# The three training methods of interanl power



## Dudi Nisan (Oct 9, 2015)

Hi Guys

    This is my second post about internal power. I hope you enjoy it.


*The three training methods of internal power *



*Important concepts: *

Before getting to the actual training methods it is important to highlight some important concepts:


1) Internal power is the pushing force of our bodies’ weight returning back into our bodies.


2) We use muscle force to balance our bodies and move. Internal power, on the contrary, moves the body. Or, in other words, instead of moving to create force, internal power is force that create movement.


3) Internal power can only manifest when we are losing balance but not falling. In other words, internal power is a matter of cognition. To (allow) ourselves to fall even while standing requires a cognitive breakthrough.


4) At the moment of contact (between two people) internal power is three-dimensional and six-directional (i.e. up-down, left-right, forward-backward). Liu Laoshi calls it “compound force”, or _fuhe li_*複合力*. Muscle power, on the other hand, is one dimensional. Liu Laoshi calls it “unidirectional power”, or_ danxiang li_*單向力*.  


*Training methods*

  Generally speaking, Liu Kangyi devised three training methods. These methods are all one needs in order to develop internal power. However, and naturally, each training method has several variations. Liu Laoshi might use a variation in order to emphasize a certain point, or address the special needs of a certain student. But in essence, there are only three exercises.

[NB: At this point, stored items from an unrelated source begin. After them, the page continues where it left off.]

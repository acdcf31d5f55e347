use std::collections::{HashMap, VecDeque};

// neighbours on opposite sides of a seed point in the opposite direction
const OPPOSITE_COS: f32 = -0.9;
// the two lattice axes at a seed must not be close to parallel
const PARALLEL_COS: f32 = 0.7;
// search radius around a predicted position, relative to the lattice step
const SEARCH_RADIUS: f32 = 0.3;
const MIN_SEARCH_RADIUS: f32 = 2.0;

type Vec2 = [f32; 2];

fn sub(a: Vec2, b: Vec2) -> Vec2 {
    [a[0] - b[0], a[1] - b[1]]
}

fn norm(a: Vec2) -> f32 {
    a[0].hypot(a[1])
}

fn cosine(a: Vec2, b: Vec2) -> f32 {
    let n = norm(a) * norm(b);
    if n > 0.0 {
        (a[0] * b[0] + a[1] * b[1]) / n
    } else {
        1.0
    }
}

// lattice axes around a seed: the seed's four nearest neighbours must form two pairs of
// opposite points. Returns the half-difference axes and the neighbours as
// (+u, -u, +v, -v).
fn seed_axes(points: &[Vec2], seed: usize) -> Option<(Vec2, Vec2, [usize; 4])> {
    if points.len() < 5 {
        return None;
    }

    let mut by_distance = points
        .iter()
        .enumerate()
        .filter(|(i, _)| *i != seed)
        .map(|(i, p)| (norm(sub(*p, points[seed])), i))
        .collect::<Vec<_>>();
    by_distance.sort_by(|a, b| a.0.total_cmp(&b.0));

    let nn = [
        by_distance[0].1,
        by_distance[1].1,
        by_distance[2].1,
        by_distance[3].1,
    ];
    let v = nn.map(|i| sub(points[i], points[seed]));

    let opposite = (1..4).min_by(|&a, &b| cosine(v[0], v[a]).total_cmp(&cosine(v[0], v[b])))?;
    if cosine(v[0], v[opposite]) >= OPPOSITE_COS {
        return None;
    }

    let mut rest = (1..4).filter(|&k| k != opposite);
    let (k, l) = (rest.next()?, rest.next()?);
    if cosine(v[k], v[l]) >= OPPOSITE_COS {
        return None;
    }

    let axis_u = [(v[0][0] - v[opposite][0]) / 2.0, (v[0][1] - v[opposite][1]) / 2.0];
    let axis_v = [(v[k][0] - v[l][0]) / 2.0, (v[k][1] - v[l][1]) / 2.0];
    if cosine(axis_u, axis_v).abs() >= PARALLEL_COS {
        return None;
    }

    Some((axis_u, axis_v, [nn[0], nn[opposite], nn[k], nn[l]]))
}

// A connected set of candidates indexed by their lattice coordinates.
struct Lattice<'a> {
    points: &'a [Vec2],
    nodes: HashMap<(i32, i32), usize>,
    axes: [Vec2; 2],
}

impl Lattice<'_> {
    fn point(&self, node: (i32, i32)) -> Option<Vec2> {
        self.nodes.get(&node).map(|&i| self.points[i])
    }

    // expected displacement when stepping from `node` along `dir`, taken from the
    // closest already placed neighbours so that perspective is followed
    fn predict_step(&self, node: (i32, i32), dir: (i32, i32)) -> Vec2 {
        let (i, j) = node;
        if let (Some(p), Some(prev)) = (self.point(node), self.point((i - dir.0, j - dir.1))) {
            return sub(p, prev);
        }

        for side in [(dir.1, dir.0), (-dir.1, -dir.0)] {
            let q = (i + side.0, j + side.1);
            let Some(pq) = self.point(q) else {
                continue;
            };
            if let Some(forward) = self.point((q.0 + dir.0, q.1 + dir.1)) {
                return sub(forward, pq);
            }
            if let Some(back) = self.point((q.0 - dir.0, q.1 - dir.1)) {
                return sub(pq, back);
            }
        }

        let [u, v] = self.axes;
        match dir {
            (1, 0) => u,
            (-1, 0) => [-u[0], -u[1]],
            (0, 1) => v,
            _ => [-v[0], -v[1]],
        }
    }

    fn bounds(&self) -> ((i32, i32), (i32, i32)) {
        let (mut min, mut max) = ((i32::MAX, i32::MAX), (i32::MIN, i32::MIN));
        for &(i, j) in self.nodes.keys() {
            min = (min.0.min(i), min.1.min(j));
            max = (max.0.max(i), max.1.max(j));
        }
        (min, max)
    }
}

fn grow_lattice<'a>(points: &'a [Vec2], seed: usize) -> Option<Lattice<'a>> {
    let (axis_u, axis_v, nn) = seed_axes(points, seed)?;

    let mut lattice = Lattice {
        points,
        nodes: HashMap::new(),
        axes: [axis_u, axis_v],
    };
    let mut used = vec![false; points.len()];
    let mut queue = VecDeque::new();

    for (node, idx) in [
        ((0, 0), seed),
        ((1, 0), nn[0]),
        ((-1, 0), nn[1]),
        ((0, 1), nn[2]),
        ((0, -1), nn[3]),
    ] {
        lattice.nodes.insert(node, idx);
        used[idx] = true;
        queue.push_back(node);
    }

    while let Some(node) = queue.pop_front() {
        let Some(origin) = lattice.point(node) else {
            continue;
        };
        for dir in [(1, 0), (-1, 0), (0, 1), (0, -1)] {
            let target = (node.0 + dir.0, node.1 + dir.1);
            if lattice.nodes.contains_key(&target) {
                continue;
            }

            let step = lattice.predict_step(node, dir);
            let predicted = [origin[0] + step[0], origin[1] + step[1]];
            let radius = (SEARCH_RADIUS * norm(step)).max(MIN_SEARCH_RADIUS);

            let best = points
                .iter()
                .enumerate()
                .filter(|(i, _)| !used[*i])
                .map(|(i, p)| (norm(sub(*p, predicted)), i))
                .filter(|(d, _)| *d < radius)
                .min_by(|a, b| a.0.total_cmp(&b.0));

            if let Some((_, idx)) = best {
                lattice.nodes.insert(target, idx);
                used[idx] = true;
                queue.push_back(target);
            }
        }
    }

    Some(lattice)
}

// Read the lattice as rows of `width` points, choosing the orientation whose first point
// is closest to the image origin.
fn ordered_corners(lattice: &Lattice, width: usize, height: usize) -> Option<Vec<Vec2>> {
    let ((i0, j0), (i1, j1)) = lattice.bounds();
    let (span_i, span_j) = ((i1 - i0 + 1) as usize, (j1 - j0 + 1) as usize);
    let transposed = match (span_i, span_j) {
        (w, h) if w == width && h == height => false,
        (w, h) if w == height && h == width => true,
        _ => return None,
    };

    let mut rows = Vec::with_capacity(height);
    for r in 0..height as i32 {
        let mut row = Vec::with_capacity(width);
        for c in 0..width as i32 {
            let node = if transposed {
                (i0 + r, j0 + c)
            } else {
                (i0 + c, j0 + r)
            };
            row.push(lattice.point(node)?);
        }
        rows.push(row);
    }

    let flip = |reverse_cols: bool, reverse_rows: bool| {
        let mut out = rows.clone();
        if reverse_rows {
            out.reverse();
        }
        if reverse_cols {
            out.iter_mut().for_each(|row| row.reverse());
        }
        out.concat()
    };

    [(false, false), (true, false), (false, true), (true, true)]
        .into_iter()
        .map(|(c, r)| flip(c, r))
        .min_by(|a, b| (a[0][0] + a[0][1]).total_cmp(&(b[0][0] + b[0][1])))
}

/// Organise corner candidates into a `width x height` lattice.
///
/// Seeds are tried in the order of `points` (strongest candidates first), at most
/// `max_seeds` of them. From each seed the lattice is grown breadth first, predicting the
/// position of the next corner from its already placed neighbours. A lattice is accepted
/// only when it holds exactly `width * height` points spanning the pattern size.
///
/// # Returns
///
/// The corners in row-major order with `width` corners per row, or `None` if no seed
/// produced a complete lattice.
pub fn assemble_grid(
    points: &[[f32; 2]],
    width: usize,
    height: usize,
    max_seeds: usize,
) -> Option<Vec<[f32; 2]>> {
    let expected = width * height;
    if points.len() < expected {
        return None;
    }

    let mut tried = 0;
    for seed in 0..points.len() {
        if tried >= max_seeds {
            break;
        }
        let Some(lattice) = grow_lattice(points, seed) else {
            continue;
        };
        tried += 1;

        log::trace!("seed {} grew {} nodes", seed, lattice.nodes.len());

        if lattice.nodes.len() != expected {
            continue;
        }
        if let Some(corners) = ordered_corners(&lattice, width, height) {
            return Some(corners);
        }
    }

    None
}

#[cfg(test)]
mod tests {
    use super::assemble_grid;

    // slightly sheared lattice, listed from its centre outwards
    fn lattice(width: usize, height: usize) -> Vec<[f32; 2]> {
        let mut points = Vec::new();
        for j in 0..height {
            for i in 0..width {
                let (x, y) = (i as f32, j as f32);
                points.push([40.0 + 30.0 * x + 3.0 * y, 25.0 + 2.0 * x + 28.0 * y]);
            }
        }
        let (cx, cy) = (points[width * height / 2][0], points[width * height / 2][1]);
        points.sort_by(|a, b| {
            let da = (a[0] - cx).hypot(a[1] - cy);
            let db = (b[0] - cx).hypot(b[1] - cy);
            da.total_cmp(&db)
        });
        points
    }

    #[test]
    fn test_assemble_row_major() {
        let points = lattice(7, 5);
        let corners = assemble_grid(&points, 7, 5, 10);

        let corners = corners.unwrap_or_default();
        assert_eq!(corners.len(), 35);
        assert_eq!(corners[0], [40.0, 25.0]);
        assert_eq!(corners[1], [70.0, 27.0]);
        assert_eq!(corners[7], [43.0, 53.0]);
    }

    #[test]
    fn test_assemble_transposed_pattern() {
        // a board lying on its side: 5 columns, 7 rows in the image
        let points = lattice(5, 7);
        let corners = assemble_grid(&points, 7, 5, 10).unwrap_or_default();

        assert_eq!(corners.len(), 35);
        assert_eq!(corners[0], [40.0, 25.0]);
        // rows run along the longer side
        assert_eq!(corners[1], [43.0, 53.0]);
    }

    #[test]
    fn test_incomplete_lattice_is_rejected() {
        let mut points = lattice(7, 5);
        points.pop();
        assert!(assemble_grid(&points, 7, 5, 10).is_none());

        // right number of points, wrong shape
        let points = lattice(5, 5);
        assert!(assemble_grid(&points, 7, 5, 10).is_none());
    }

    #[test]
    fn test_extra_outlier_is_ignored() {
        let mut points = lattice(7, 5);
        points.push([500.0, 500.0]);
        let corners = assemble_grid(&points, 7, 5, 10).unwrap_or_default();
        assert_eq!(corners.len(), 35);
    }
}
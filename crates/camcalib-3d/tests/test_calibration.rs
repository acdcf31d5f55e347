use approx::assert_relative_eq;
use camcalib_3d::calibration::{
    calibrate_camera, chessboard_object_points, CalibrationError, CalibrationFlags, TermCriteria,
};
use camcalib_3d::ops::project_points;
use camcalib_image::ImageSize;
use camcalib_imgproc::calibration::{distortion::PolynomialDistortion, CameraIntrinsic};

const SIZE: ImageSize = ImageSize {
    width: 640,
    height: 480,
};

const POSES: [([f64; 3], [f64; 3]); 4] = [
    ([0.3, -0.2, 0.05], [-0.09, -0.06, 0.5]),
    ([-0.25, 0.3, -0.1], [-0.1, -0.05, 0.45]),
    ([0.1, 0.35, 0.2], [-0.05, -0.08, 0.55]),
    ([-0.3, -0.25, 0.0], [-0.12, -0.04, 0.6]),
];

fn intrinsic() -> CameraIntrinsic {
    CameraIntrinsic {
        fx: 520.0,
        fy: 510.0,
        cx: 322.0,
        cy: 238.0,
    }
}

fn synthetic_views(
    distortion: &PolynomialDistortion,
) -> (Vec<Vec<[f64; 3]>>, Vec<Vec<[f64; 2]>>) {
    let obj = chessboard_object_points(7, 5, 0.03);
    let image_points = POSES
        .iter()
        .map(|(rvec, tvec)| project_points(&obj, rvec, tvec, &intrinsic(), distortion))
        .collect();
    (vec![obj; POSES.len()], image_points)
}

#[test]
fn test_calibrate_recovers_camera() -> Result<(), CalibrationError> {
    let distortion = PolynomialDistortion {
        k1: -0.2,
        k2: 0.05,
        p1: 0.001,
        p2: -0.002,
        ..Default::default()
    };
    let (object_points, image_points) = synthetic_views(&distortion);

    let flags = CalibrationFlags {
        fix_k3: true,
        ..Default::default()
    };
    let output = calibrate_camera(
        &object_points,
        &image_points,
        SIZE,
        flags,
        TermCriteria::default(),
    )?;

    assert!(output.rms < 1e-6, "rms {}", output.rms);

    let k = intrinsic();
    assert_relative_eq!(output.intrinsic.fx, k.fx, epsilon = 1e-3);
    assert_relative_eq!(output.intrinsic.fy, k.fy, epsilon = 1e-3);
    assert_relative_eq!(output.intrinsic.cx, k.cx, epsilon = 1e-3);
    assert_relative_eq!(output.intrinsic.cy, k.cy, epsilon = 1e-3);

    let coeffs = output.dist_coeffs();
    assert_relative_eq!(coeffs[0], -0.2, epsilon = 1e-5);
    assert_relative_eq!(coeffs[1], 0.05, epsilon = 1e-5);
    assert_relative_eq!(coeffs[2], 0.001, epsilon = 1e-6);
    assert_relative_eq!(coeffs[3], -0.002, epsilon = 1e-6);
    assert_eq!(coeffs[4], 0.0);

    for (i, (rvec, tvec)) in POSES.iter().enumerate() {
        for j in 0..3 {
            assert_relative_eq!(output.rvecs[i][j], rvec[j], epsilon = 1e-6);
            assert_relative_eq!(output.tvecs[i][j], tvec[j], epsilon = 1e-6);
        }
    }

    Ok(())
}

#[test]
fn test_calibrate_with_fixed_parameters() -> Result<(), CalibrationError> {
    let distortion = PolynomialDistortion {
        k1: -0.1,
        ..Default::default()
    };
    let (object_points, image_points) = synthetic_views(&distortion);

    let flags = CalibrationFlags {
        fix_k3: true,
        fix_principal_point: true,
        zero_tangent_dist: true,
    };
    let output = calibrate_camera(
        &object_points,
        &image_points,
        SIZE,
        flags,
        TermCriteria::default(),
    )?;

    // the principal point stays at the image centre
    assert_eq!(output.intrinsic.cx, 319.5);
    assert_eq!(output.intrinsic.cy, 239.5);
    assert_eq!(output.distortion.p1, 0.0);
    assert_eq!(output.distortion.p2, 0.0);
    assert_eq!(output.distortion.k3, 0.0);

    // the principal point is off by a few pixels, the rest absorbs it
    assert!(output.rms < 1.0, "rms {}", output.rms);
    assert!(output.intrinsic.fx > 0.0 && output.intrinsic.fy > 0.0);

    Ok(())
}
/// An error type for the io module.
#[derive(thiserror::Error, Debug)]
pub enum IoError {
    /// Error when the file does not exist.
    #[error("File does not exist: {0}")]
    FileDoesNotExist(std::path::PathBuf),

    /// Error to open, map or create the file.
    #[error("Failed to manipulate the file. {0}")]
    FileError(#[from] std::io::Error),

    /// Error to create the image.
    #[error("Failed to create image. {0}")]
    ImageCreationError(#[from] camcalib_image::ImageError),

    /// Error to decode the image.
    #[error("Failed to decode the image. {0}")]
    ImageDecodeError(#[from] image::ImageError),

    /// Error to encode the PNG image.
    #[error("Failed to encode the png image. {0}")]
    PngEncodingError(String),
}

  These exercises also represent different stages of learning/experience: One begins with first exercise, then goes to the second, and finally to the third. However, after being introduced to all three exercises/levels, one practices all three simultaneously, or emphasizing one of them, all according to one’s needs. Well, almost.

  The absolute prerequisite for the development of internal power is understanding, through the body, what one is looking for. Therefore, the first thing is feeling Teacher’s internal power through physical contact with him. Actually, we have to experience his power over and over again. Otherwise, we just forget the feeling and go off course.

  Following are the three training methods:



Zhanzhuang*站樁*: This exercise is meant to, mainly, help us overcome the instinct of reacting to power actively, i.e. reacting with muscle power. Another function of this exercise is to teach correct posture.



Balancing, body-lifting, power, _chengli_ *秤力*: This exercise is done either from a Zhanzhuang posture, a natural stance, or a one-leg-forward stance. In this exercise one learns to manipulate the spine in order to create power connection between leg and hand, and how to empty one leg and “fall” down.




Zhedie *摺疊*and Chansi*纏絲*: These exercises teaches one how to use internal power while interacting with another person. Zhedie teaches how to counter a horizontal-coming force (force moving, approximately, from left to right or right to left) while chansi teaches how to counter a direct, linear, force (force moving forward).


----------